When I gained my newest endo, he was the first person to actually think about me as an entire person, not just a walking set of illnesses and symptoms that needed treating. He realised that me waiting around for tests and trying different treatments and being bounced from doctor to doctor in various hospitals was doing nothing for my mental health, self esteem and physical health, so he got me an appointment with the Occupational Therapy department at the same hospital.
I already have physio in the same department (albeit different Hospital) and I’ve been to occupational health when I was still working, but aside from knowing that OT helps with ‘every day’ stuff, I didn’t really know what to expect. But I was quite keen to go because I like to be proactive and if there was something I should be doing to help myself daily, I wanted to do it.
I’ve been going for about a year now, every 3 months. To start off with, I had to fill in a questionnaire about my levels of activities, health, mental health, and perception of my illness, which we revisit every now and then. The therapist was lovely and said that she usually only dealt with people who had a diagnosis of Chronic Fatigue Syndrome /ME but my doctor wanted me to see her because there’s a lot of overlap between ME and adrenal insufficiency in terms of symptoms. It wasn’t going to do me any harm trying it, basically.
I got a bit of a shock when she asked me what I wanted to have some kind of control over or ‘say’ in my life. What did I want to be able to do that I currently couldn’t? No one really asked me that the past few years, it’s been more a case of ‘dont do that’ and very little attention paid to my quality of life. So I said I wanted to work on building up my tolerance to walking, because I could only walk about 30 seconds before I felt like I was going to pass out and things start to get fuzzy.
Since then, I’ve not been overly successful on the increasing my tolerance to walking but it has increased, just not to the level we’d have hoped so far. But she’s also helped me with things like pacing, sleep and concentration. To be honest, she said I was doing an awful lot of the stuff she’d recommend anyway, and that I’m pretty much a model patient (gold star for me!), but it was actually really good from a mental health and self esteem point of view for someone to actually tell me this. I’ve been doing the best I can for my health and someone was actually acknowledging it! I actually needed that reassurance.
The last time I went to her, I’d been feeling pretty fed up because I felt like I was losing more independence rather than gaining it. I was down to washing twice a week and only when my husband helped me. I wasn’t really getting dressed because I had no energy. I was sleeping a lot and not really going anywhere and I kept ending up in Hospital. I told her that psychologically, if I could do a couple of basic things for myself then I might feel better, but my husband was having to work a lot, and because I rely on him for washing, eating, doing jobs in the house, going places, pushing the wheelchair (which we bought) … pretty much everything, I was getting pretty depressed. It was also getting dangerous because I wasn’t able to make myself food so hypos and low cortisol episodes were happening a lot.
Then she started asking me questions- if I had x would this help me? I was a bit confused and said ‘what, like equipment?’ And she said yes.
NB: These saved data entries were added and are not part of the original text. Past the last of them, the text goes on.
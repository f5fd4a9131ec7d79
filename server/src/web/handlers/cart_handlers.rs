// aquabulk/server/src/web/handlers/cart_handlers.rs

use actix_web::{web, HttpResponse};
use rust_decimal::Decimal;
use serde::Deserialize;
use serde_json::json;
use tracing::{info, instrument};
use uuid::Uuid;

use super::{missing_result, run_flow, run_query};
use crate::errors::AppError;
use crate::pipelines::contexts::{AddToCartCtxData, ClearCartCtxData, MarketQuery, QueryResult};
use crate::state::AppState;
use crate::web::extractors::AuthenticatedPrincipal;

#[derive(Deserialize)]
pub struct AddToCartRequestPayload {
  pub product_id: Uuid,
  pub quantity: i32,
}

#[instrument(
    name = "handler::add_to_cart",
    skip(app_state, req_payload, auth),
    fields(user_id = %auth.0.user_id, product_id = %req_payload.product_id, quantity = req_payload.quantity)
)]
pub async fn add_to_cart_handler(
  app_state: web::Data<AppState>,
  req_payload: web::Json<AddToCartRequestPayload>,
  auth: AuthenticatedPrincipal,
) -> Result<HttpResponse, AppError> {
  let ctx_data = run_flow(
    app_state.get_ref(),
    AddToCartCtxData {
      app_state: app_state.get_ref().clone(),
      principal: auth.into_inner(),
      product_id: req_payload.product_id,
      quantity: req_payload.quantity,
      updated_line: None,
    },
  )
  .await?;

  let line = ctx_data
    .read()
    .updated_line
    .clone()
    .ok_or_else(|| missing_result("add_to_cart", "updated_line"))?;
  info!(quantity = line.quantity, "Cart line updated.");
  Ok(HttpResponse::Ok().json(json!({
    "message": "Product added to cart.",
    "item": line,
  })))
}

/// The cart with live prices; `total` is what checkout would charge right now.
#[instrument(name = "handler::view_cart", skip(app_state, auth), fields(user_id = %auth.0.user_id))]
pub async fn view_cart_handler(
  app_state: web::Data<AppState>,
  auth: AuthenticatedPrincipal,
) -> Result<HttpResponse, AppError> {
  match run_query(app_state.get_ref(), auth.into_inner(), MarketQuery::BuyerCart).await? {
    QueryResult::BuyerCart(items) => {
      let total: Decimal = items.iter().map(|i| i.line_total).sum();
      Ok(HttpResponse::Ok().json(json!({ "items": items, "total": total })))
    }
    other => Err(AppError::Internal(format!("Unexpected query result: {:?}", other))),
  }
}

#[instrument(name = "handler::clear_cart", skip(app_state, auth), fields(user_id = %auth.0.user_id))]
pub async fn clear_cart_handler(
  app_state: web::Data<AppState>,
  auth: AuthenticatedPrincipal,
) -> Result<HttpResponse, AppError> {
  let ctx_data = run_flow(
    app_state.get_ref(),
    ClearCartCtxData {
      app_state: app_state.get_ref().clone(),
      principal: auth.into_inner(),
      removed: 0,
    },
  )
  .await?;

  let removed = ctx_data.read().removed;
  Ok(HttpResponse::Ok().json(json!({
    "message": "Cart cleared.",
    "removed": removed,
  })))
}
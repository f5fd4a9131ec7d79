// aquabulk/core/tests/cart_tests.rs
mod common;

use aquabulk::MarketError;
use common::{price, Fixture};
use uuid::Uuid;

#[tokio::test]
async fn repeated_adds_sum_quantities() {
  let fx = Fixture::new().await;
  let listing = fx.listing("Still 500ml", 250, 10).await;

  fx.market.cart.add(fx.buyer.id, listing.id, 2).await.unwrap();
  let line = fx.market.cart.add(fx.buyer.id, listing.id, 3).await.unwrap();
  assert_eq!(line.quantity, 5);

  let view = fx.market.cart.list(fx.buyer.id).await.unwrap();
  assert_eq!(view.len(), 1);
  assert_eq!(view[0].quantity, 5);
  assert_eq!(view[0].unit_price, price(250));
  assert_eq!(view[0].line_total, price(1250));
  assert_eq!(view[0].seller_name, "Clearwater Springs");
}

#[tokio::test]
async fn adding_more_than_stock_is_allowed_until_checkout() {
  let fx = Fixture::new().await;
  let listing = fx.listing("Still 500ml", 250, 1).await;
  let line = fx.market.cart.add(fx.buyer.id, listing.id, 100).await.unwrap();
  assert_eq!(line.quantity, 100);
  assert_eq!(fx.quantity_of(&listing).await, 1);
}

#[tokio::test]
async fn add_rejects_bad_quantity_and_unknown_product() {
  let fx = Fixture::new().await;
  let listing = fx.listing("Still 500ml", 250, 10).await;

  assert!(matches!(
    fx.market.cart.add(fx.buyer.id, listing.id, 0).await,
    Err(MarketError::Validation(_))
  ));
  assert!(matches!(
    fx.market.cart.add(fx.buyer.id, Uuid::new_v4(), 1).await,
    Err(MarketError::NotFound(_))
  ));
  assert!(fx.market.cart.list(fx.buyer.id).await.unwrap().is_empty());
}

#[tokio::test]
async fn carts_are_per_buyer() {
  let fx = Fixture::new().await;
  let listing = fx.listing("Still 500ml", 250, 10).await;
  fx.market.cart.add(fx.buyer.id, listing.id, 2).await.unwrap();
  fx.market.cart.add(fx.other_buyer.id, listing.id, 7).await.unwrap();

  assert_eq!(fx.market.cart.list(fx.buyer.id).await.unwrap()[0].quantity, 2);
  assert_eq!(fx.market.cart.list(fx.other_buyer.id).await.unwrap()[0].quantity, 7);
}

#[tokio::test]
async fn clear_is_idempotent() {
  let fx = Fixture::new().await;
  let a = fx.listing("Still 500ml", 250, 10).await;
  let b = fx.listing("Sparkling 1L", 300, 10).await;
  fx.market.cart.add(fx.buyer.id, a.id, 1).await.unwrap();
  fx.market.cart.add(fx.buyer.id, b.id, 1).await.unwrap();
  fx.market.cart.add(fx.other_buyer.id, a.id, 1).await.unwrap();

  assert_eq!(fx.market.cart.clear(fx.buyer.id).await.unwrap(), 2);
  assert_eq!(fx.market.cart.clear(fx.buyer.id).await.unwrap(), 0);
  assert!(fx.market.cart.list(fx.buyer.id).await.unwrap().is_empty());
  assert_eq!(fx.market.cart.list(fx.other_buyer.id).await.unwrap().len(), 1);
}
It never occurred to me that there might be things that could help me at home that the nhs could provide. I always assumed that it was for old people. She talked me through all the various options and we decided that a shower stool and a perching stool for the kitchen might help me get some independence back.
Now I can choose when I wash. Seems like a basic thing right? But mentally it’s so much more empowering being able to decide when to be clean, not relying on someone else. I’m still limited- I can’t do it every day, I have to have a nap beforehand and a snack and it has to fit in with my schedule around my illness but it’s still way more choice than before. And the perching stool for the kitchen means I don’t have to stand when I’m trying to prepare food. It makes it a bit safer, since standing and heat are guaranteed triggers for me. Again, I’m still limited- I only really make soup and put salad in a bowl but it’s still more of a choice than I had before. Choice over simple things, I’ve discovered, is a fundamental right, and I’m actually a bit cross at all the other HCPs I’ve come across who I’ve told these kind of difficulties to in the past and just ignored me- I was still alive, therefore who cares about how I feel about my independence?
It was actually a quick turn around as well. Within 2 weeks of the appointment, the stuff had been delivered. I don’t know if it’s because I’m a young person so I got overlooked in the first place but it’s definitely worth finding out if there are things that the nhs can provide you with to help if you’re in the same situation as me. I was never told anything so I didn’t think I was eligible. But it’s made a lot of difference!